Someday, maybe someday soon, I’m going to have to explain to her that the only reason her mother and I never freaked out during one of those situations and jumped in between her and the police is because she’s white. I’m going to have to explain to her that for black people, even black people who aren’t much older than she is, very often the police are not “the good guys.” I’m going to have to explain to her that if she were black she’d be 21 times more likely to be shot by a police officer as a teenager than she will be as a white person (and yes, I realize that gender plays a role here as well). And I’m going to have to explain to her that, if she were black and she were shot by a cop, it’s very likely that our criminal justice system wouldn’t even bother to put that cop on trial for it.

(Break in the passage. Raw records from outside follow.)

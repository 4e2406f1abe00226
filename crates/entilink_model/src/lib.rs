//! # entilink model
//!
//! In-memory entity model for the entilink client.
//!
//! This crate provides:
//! - `Entity` with its ordered property list, parent set and messages
//! - `Acl` access control resolution with priority overrides
//! - `Container` with the transaction synchronization and linearization
//!   algorithms
//! - Structured transaction-error aggregation
//!
//! ## Architecture
//!
//! Everything in this crate is a plain owned data structure; no I/O happens
//! here. A caller builds and mutates entities, collects them in a
//! [`Container`], and hands the container to the transaction engine. After
//! the round trip the engine merges the parsed response back via
//! [`Container::sync_with`] and raises structured failures built by the
//! [`report`] module.
//!
//! ## Key invariants
//!
//! - An entity's permanent id, once assigned, never changes
//! - Temporary ids are strictly negative and unique within a container
//! - An access control item is never simultaneously granted and denied at
//!   the same priority tier
//! - Response entities never alias request entities; merging copies fields

#![deny(unsafe_code)]
#![warn(missing_docs)]

mod acl;
mod container;
mod entity;
mod error;
pub mod report;
mod types;

pub use acl::{Aci, Acl, Permission, Subject};
pub use container::{Container, SyncOptions, SyncReport};
pub use entity::{
    Entity, EntityKey, Message, MessageSet, ParentEntry, ParentSet, PropertyEntry, PropertyList,
};
pub use error::{ModelError, ModelResult};
pub use report::{EntityErrorKind, TransactionError};
pub use types::{Cuid, EntityId, Importance, Inheritance, Role};
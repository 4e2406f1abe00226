//! Parent set with set-like semantics over type-inheritance edges.

use crate::entity::{Entity, EntityKey};
use crate::types::Inheritance;

/// One entry in a parent set.
#[derive(Debug, Clone)]
pub struct ParentEntry {
    /// The parent entity.
    pub entity: Entity,
    /// Inheritance mode of this edge.
    pub inheritance: Inheritance,
}

/// A sequence of parent edges with set semantics.
///
/// No two entries share an id and no two entries share a name. Inserting a
/// duplicate replaces the existing entry in place, preserving order.
#[derive(Debug, Clone, Default)]
pub struct ParentSet {
    entries: Vec<ParentEntry>,
}

impl ParentSet {
    /// Creates an empty parent set.
    #[must_use]
    pub fn new() -> Self {
        Self::default()
    }

    /// Inserts an entry, replacing any existing entry with an equal id or
    /// an equal name.
    pub fn insert(&mut self, entry: ParentEntry) {
        let duplicate = self.entries.iter().position(|existing| {
            let same_id = match (existing.entity.id(), entry.entity.id()) {
                (Some(a), Some(b)) => a == b,
                _ => false,
            };
            let same_name = match (existing.entity.name(), entry.entity.name()) {
                (Some(a), Some(b)) => a == b,
                _ => false,
            };
            same_id || same_name
        });

        match duplicate {
            Some(idx) => self.entries[idx] = entry,
            None => self.entries.push(entry),
        }
    }

    /// Returns the entry matching the key, id lookup taking priority over
    /// name lookup.
    #[must_use]
    pub fn get(&self, key: &EntityKey) -> Option<&ParentEntry> {
        self.position(key).map(|idx| &self.entries[idx])
    }

    /// Returns a mutable reference to the entry matching the key.
    pub fn get_mut(&mut self, key: &EntityKey) -> Option<&mut ParentEntry> {
        self.position(key).map(|idx| &mut self.entries[idx])
    }

    /// Removes and returns the entry matching the key.
    pub fn remove(&mut self, key: &EntityKey) -> Option<ParentEntry> {
        let idx = self.position(key)?;
        Some(self.entries.remove(idx))
    }

    fn position(&self, key: &EntityKey) -> Option<usize> {
        match key {
            EntityKey::Id(id) => self
                .entries
                .iter()
                .position(|e| e.entity.id() == Some(*id)),
            EntityKey::Name(name) => self
                .entries
                .iter()
                .position(|e| e.entity.name() == Some(name.as_str())),
        }
    }

    /// Iterates over the entries in insertion order.
    pub fn iter(&self) -> impl Iterator<Item = &ParentEntry> {
        self.entries.iter()
    }

    /// Iterates mutably over the entries in insertion order.
    pub fn iter_mut(&mut self) -> impl Iterator<Item = &mut ParentEntry> {
        self.entries.iter_mut()
    }

    /// Returns the number of entries.
    #[must_use]
    pub fn len(&self) -> usize {
        self.entries.len()
    }

    /// Returns true if the set is empty.
    #[must_use]
    pub fn is_empty(&self) -> bool {
        self.entries.is_empty()
    }
}

impl<'a> IntoIterator for &'a ParentSet {
    type Item = &'a ParentEntry;
    type IntoIter = std::slice::Iter<'a, ParentEntry>;

    fn into_iter(self) -> Self::IntoIter {
        self.entries.iter()
    }
}

#[cfg(test)]
mod tests {
    use super::*;
    use crate::types::{EntityId, Role};

    fn parent(name: &str, id: Option<i64>, inheritance: Inheritance) -> ParentEntry {
        let mut entity = Entity::new(Role::RecordType).with_name(name);
        if let Some(id) = id {
            entity.set_id(EntityId::new(id)).unwrap();
        }
        ParentEntry {
            entity,
            inheritance,
        }
    }

    #[test]
    fn insert_replaces_equal_name() {
        let mut set = ParentSet::new();
        set.insert(parent("Base", None, Inheritance::Fix));
        set.insert(parent("Base", None, Inheritance::Obligatory));

        assert_eq!(set.len(), 1);
        assert_eq!(
            set.get(&EntityKey::name("Base")).unwrap().inheritance,
            Inheritance::Obligatory
        );
    }

    #[test]
    fn insert_replaces_equal_id() {
        let mut set = ParentSet::new();
        set.insert(parent("A", Some(7), Inheritance::Fix));
        set.insert(parent("Renamed", Some(7), Inheritance::Fix));

        assert_eq!(set.len(), 1);
        assert_eq!(
            set.get(&EntityKey::id(7)).unwrap().entity.name(),
            Some("Renamed")
        );
    }

    #[test]
    fn distinct_parents_accumulate_in_order() {
        let mut set = ParentSet::new();
        set.insert(parent("A", Some(1), Inheritance::Fix));
        set.insert(parent("B", Some(2), Inheritance::Fix));

        let names: Vec<_> = set.iter().map(|e| e.entity.name().unwrap().to_string()).collect();
        assert_eq!(names, ["A", "B"]);
    }

    #[test]
    fn remove_by_name() {
        let mut set = ParentSet::new();
        set.insert(parent("A", Some(1), Inheritance::Fix));
        assert!(set.remove(&EntityKey::name("A")).is_some());
        assert!(set.is_empty());
    }
}
#[cfg(test)]
mod tests {
    use super::*;
    use crate::transport::MockTransport;
    use entilink_model::{Entity, EntityId, Message, ModelError};
    use proptest::prelude::*;

    fn record_with_id(name: &str, id: i64) -> Entity {
        let mut entity = Entity::record(name);
        entity.set_id(EntityId::new(id)).unwrap();
        entity
    }

    fn response_of(entities: Vec<Entity>) -> Container {
        entities.into_iter().collect()
    }

    #[test]
    fn retrieve_passes_the_response_through() {
        let transport = MockTransport::new();
        transport.push_retrieve_response(response_of(vec![record_with_id("a", 1)]));

        let client = EntityClient::new(transport);
        let response = client
            .retrieve(&RetrieveRequest::Ids(vec![EntityId::new(1)]))
            .unwrap();
        assert_eq!(response.len(), 1);
        assert_eq!(response[0].name(), Some("a"));
    }

    #[test]
    fn oversize_retrieve_bisects_and_preserves_order() {
        let ids: Vec<EntityId> = (1..=4).map(EntityId::new).collect();
        // Full request is "/Entity/1,2,3,4" (15 bytes), halves fit.
        let transport = MockTransport::new().with_uri_length_limit(12);
        transport.push_retrieve_response(response_of(vec![
            record_with_id("a", 1),
            record_with_id("b", 2),
        ]));
        let mut second = response_of(vec![record_with_id("c", 3), record_with_id("d", 4)]);
        second.timestamp = Some("later".into());
        transport.push_retrieve_response(second);

        let client = EntityClient::new(transport);
        let response = client.retrieve(&RetrieveRequest::Ids(ids)).unwrap();

        let names: Vec<_> = response.iter().map(|e| e.name().unwrap()).collect();
        assert_eq!(names, ["a", "b", "c", "d"]);
        // Metadata comes from the last partial response.
        assert_eq!(response.timestamp.as_deref(), Some("later"));
        // One rejected full request plus the two halves.
        assert_eq!(client.transport().retrieve_requests().len(), 3);
    }

    #[test]
    fn ten_thousand_ids_split_once_and_stay_ordered() {
        let ids: Vec<EntityId> = (1..=10_000).map(EntityId::new).collect();
        let full = RetrieveRequest::Ids(ids.clone());
        let (left, right) = full.split();
        // A limit between the halves and the whole forces exactly one split.
        let limit = left.uri_length().max(right.uri_length());
        assert!(limit < full.uri_length());

        let transport = MockTransport::new().with_uri_length_limit(limit);
        for half in [&left, &right] {
            let RetrieveRequest::Ids(half_ids) = half else {
                unreachable!();
            };
            transport.push_retrieve_response(
                half_ids
                    .iter()
                    .map(|id| record_with_id(&format!("e{id}"), id.as_i64()))
                    .collect(),
            );
        }

        let client = EntityClient::new(transport);
        let response = client.retrieve(&full).unwrap();
        assert_eq!(response.ids(), ids);
        assert_eq!(client.transport().retrieve_requests().len(), 3);
    }

    #[test]
    fn execute_retrieve_syncs_server_state_into_the_container() {
        let transport = MockTransport::new();
        transport.push_retrieve_response(response_of(vec![
            record_with_id("a", 1).with_description("fresh"),
        ]));

        let client = EntityClient::new(transport);
        let mut container: Container = [Entity::record("a")].into_iter().collect();
        let report = client.execute_retrieve(&mut container).unwrap();

        assert_eq!(report.matched, 1);
        assert_eq!(container[0].id(), Some(EntityId::new(1)));
        assert_eq!(container[0].description(), Some("fresh"));
        // Addressed by name, since the local entity had no id.
        assert_eq!(
            client.transport().retrieve_requests(),
            vec![RetrieveRequest::Names(vec!["a".into()])]
        );
    }

    #[test]
    fn single_item_uri_too_long_is_not_bisected() {
        let transport = MockTransport::new().with_uri_length_limit(10);
        let client = EntityClient::new(transport);
        let err = client
            .retrieve(&RetrieveRequest::Names(vec!["a-very-long-name".into()]))
            .unwrap_err();
        assert!(matches!(err, EngineError::UriTooLong { .. }));
    }

    #[test]
    fn retrieve_raises_structured_errors_by_default() {
        let mut missing = Entity::record("gone");
        missing.add_message(Message::error(Some(101), "entity does not exist"));
        let transport = MockTransport::new();
        transport.push_retrieve_response(response_of(vec![missing]));

        let client = EntityClient::new(transport);
        let err = client
            .retrieve(&RetrieveRequest::Names(vec!["gone".into()]))
            .unwrap_err();
        assert!(matches!(
            err,
            EngineError::Model(ModelError::Transaction(_))
        ));
    }

    #[test]
    fn insert_merges_assigned_ids_back() {
        let transport = MockTransport::new();
        transport.push_insert_response(response_of(vec![record_with_id("A", 7)]));

        let client = EntityClient::new(transport);
        let mut container: Container = [Entity::record("A")].into_iter().collect();
        let report = client.insert(&mut container).unwrap();

        assert_eq!(report.matched, 1);
        assert_eq!(report.appended, 0);
        assert_eq!(container[0].id(), Some(EntityId::new(7)));
        assert!(container[0].is_valid());
    }

    #[test]
    fn strict_mode_turns_warnings_into_failures() {
        let mut warned = record_with_id("A", 7);
        warned.add_message(Message::warning(Some(3), "suspicious value"));

        let transport = MockTransport::new();
        transport.push_insert_response(response_of(vec![warned.clone()]));

        let client = EntityClient::new(transport)
            .with_flags(TransactionFlags::new().with_strict(true));
        let mut container: Container = [Entity::record("A")].into_iter().collect();
        assert!(client.insert(&mut container).is_err());

        // Without strict the same response passes.
        let transport = MockTransport::new();
        transport.push_insert_response(response_of(vec![warned]));
        let client = EntityClient::new(transport);
        let mut container: Container = [Entity::record("A")].into_iter().collect();
        assert!(client.insert(&mut container).is_ok());
    }

    #[test]
    fn raise_on_error_false_keeps_messages_attached() {
        let mut failed = Entity::record("A");
        failed.add_message(Message::error(Some(152), "name is not unique"));
        let transport = MockTransport::new();
        transport.push_insert_response(response_of(vec![failed]));

        let client = EntityClient::new(transport)
            .with_flags(TransactionFlags::new().with_raise_on_error(false));
        let mut container: Container = [Entity::record("A")].into_iter().collect();

        client.insert(&mut container).unwrap();
        assert!(container.has_errors());
    }

    #[test]
    fn unique_name_rejects_ambiguous_matches() {
        let transport = MockTransport::new();
        transport.push_update_response(response_of(vec![
            record_with_id("a", 1),
            record_with_id("A", 2),
        ]));

        let client = EntityClient::new(transport)
            .with_flags(TransactionFlags::new().with_unique_name(true));
        let mut container: Container = [Entity::record("a")].into_iter().collect();

        let err = client.update(&mut container).unwrap_err();
        assert!(matches!(
            err,
            EngineError::Model(ModelError::AmbiguousMatch { .. })
        ));
    }

    #[test]
    fn delete_invalidates_deleted_entities() {
        let mut deleted = record_with_id("a", 9);
        deleted.set_deleted(true);
        let transport = MockTransport::new();
        transport.push_delete_response(response_of(vec![deleted]));

        let client = EntityClient::new(transport);
        let mut container: Container = [record_with_id("a", 9)].into_iter().collect();
        client.delete(&mut container).unwrap();

        assert!(!container[0].is_valid());
        assert_eq!(container[0].id(), None);
    }

    /// An echoing transport: any retrieve within the limit answers with
    /// one record per requested id.
    #[derive(Debug)]
    struct EchoTransport {
        limit: usize,
    }

    impl Transport for EchoTransport {
        fn retrieve(
            &self,
            request: &RetrieveRequest,
            _flags: &TransactionFlags,
        ) -> EngineResult<Container> {
            let length = request.uri_length();
            if length > self.limit {
                return Err(EngineError::uri_too_long(length, self.limit));
            }
            let RetrieveRequest::Ids(ids) = request else {
                return Err(EngineError::transport_fatal("ids only"));
            };
            Ok(ids
                .iter()
                .map(|id| record_with_id(&format!("e{id}"), id.as_i64()))
                .collect())
        }

        fn insert(&self, _: &Container, _: &TransactionFlags) -> EngineResult<Container> {
            Err(EngineError::transport_fatal("unsupported"))
        }

        fn update(&self, _: &Container, _: &TransactionFlags) -> EngineResult<Container> {
            Err(EngineError::transport_fatal("unsupported"))
        }

        fn delete(&self, _: &[EntityId], _: &TransactionFlags) -> EngineResult<Container> {
            Err(EngineError::transport_fatal("unsupported"))
        }
    }

    proptest! {
        #[test]
        fn bisection_returns_every_id_in_request_order(
            count in 1usize..64,
            limit in 16usize..96,
        ) {
            let ids: Vec<EntityId> = (1..=count as i64).map(EntityId::new).collect();
            let client = EntityClient::new(EchoTransport { limit });

            let response = client.retrieve(&RetrieveRequest::Ids(ids.clone())).unwrap();
            prop_assert_eq!(response.ids(), ids);
        }
    }
}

I probably won’t have much more to say on the decision to spare Darren Wilson the inconvenience of a trial over his decision to take the life of an 18 year old kid, and frankly I’m not even sure I should have written this, because I freely admit that I don’t have nearly as much of value to say about it as people with other expertise and different lived experiences. I wasn’t there and I don’t live in St. Louis, so I haven’t been a witness to the crime or its aftermath. I’m not a lawyer or a legal reporter, so I can’t walk you through the mechanics of the grand jury or whether D.A. Bob McCulloch engineered those mechanics to produce exactly this outcome. Most importantly, I’m not black, so I don’t have to live the day to day experience of knowing that the institutions of this country value my life less than the lives of many of the people around me, and I don’t have to live in mortal terror that my kid will someday be gunned down in the street by one of the people who are supposed to be protecting her.